=== EXERCISE INPUT ===

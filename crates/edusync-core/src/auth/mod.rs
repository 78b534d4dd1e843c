//! Authentication module for managing user sessions and credentials.
//!
//! This module provides:
//! - `KeyValueStore`: The persistence seam, with keyring, file and memory backends
//! - `CredentialStore`: Typed access to the four session slots
//! - `SessionManager`: Login, logout and session queries
//!
//! The credential store is the single source of truth for the session. Both
//! the session manager and the API client read it on every call.

pub mod credentials;
pub mod keyring_store;
pub mod session;
pub mod storage;

pub use credentials::{
    CredentialStore, Credentials, AUTH_TOKEN_KEY, IS_LOGGED_IN_KEY, REFRESH_TOKEN_KEY,
    USER_DATA_KEY,
};
pub use keyring_store::KeyringStore;
pub use session::{AuthError, LoginOutcome, SessionManager, SessionSnapshot};
pub use storage::{FileStore, KeyValueStore, MemoryStore, StorageError};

=== DIRECTIONS ===
Every record above is to be written out exactly.

=== ANSWER ===
filename crates/edusync-core/src/auth/mod.rs
repository 78b534d4dd1e843c
//! Authentication module for managing user sessions and credentials.
//!
//! This module provides:
//! - `KeyValueStore`: The persistence seam, with keyring, file and memory backends
//! - `CredentialStore`: Typed access to the four session slots
//! - `SessionManager`: Login, logout and session queries
//!
//! The credential store is the single source of truth for the session. Both
//! the session manager and the API client read it on every call.

pub mod credentials;
pub mod keyring_store;
pub mod session;
pub mod storage;

pub use credentials::{
    CredentialStore, Credentials, AUTH_TOKEN_KEY, IS_LOGGED_IN_KEY, REFRESH_TOKEN_KEY,
    USER_DATA_KEY,
};
pub use keyring_store::KeyringStore;
pub use session::{AuthError, LoginOutcome, SessionManager, SessionSnapshot};
pub use storage::{FileStore, KeyValueStore, MemoryStore, StorageError};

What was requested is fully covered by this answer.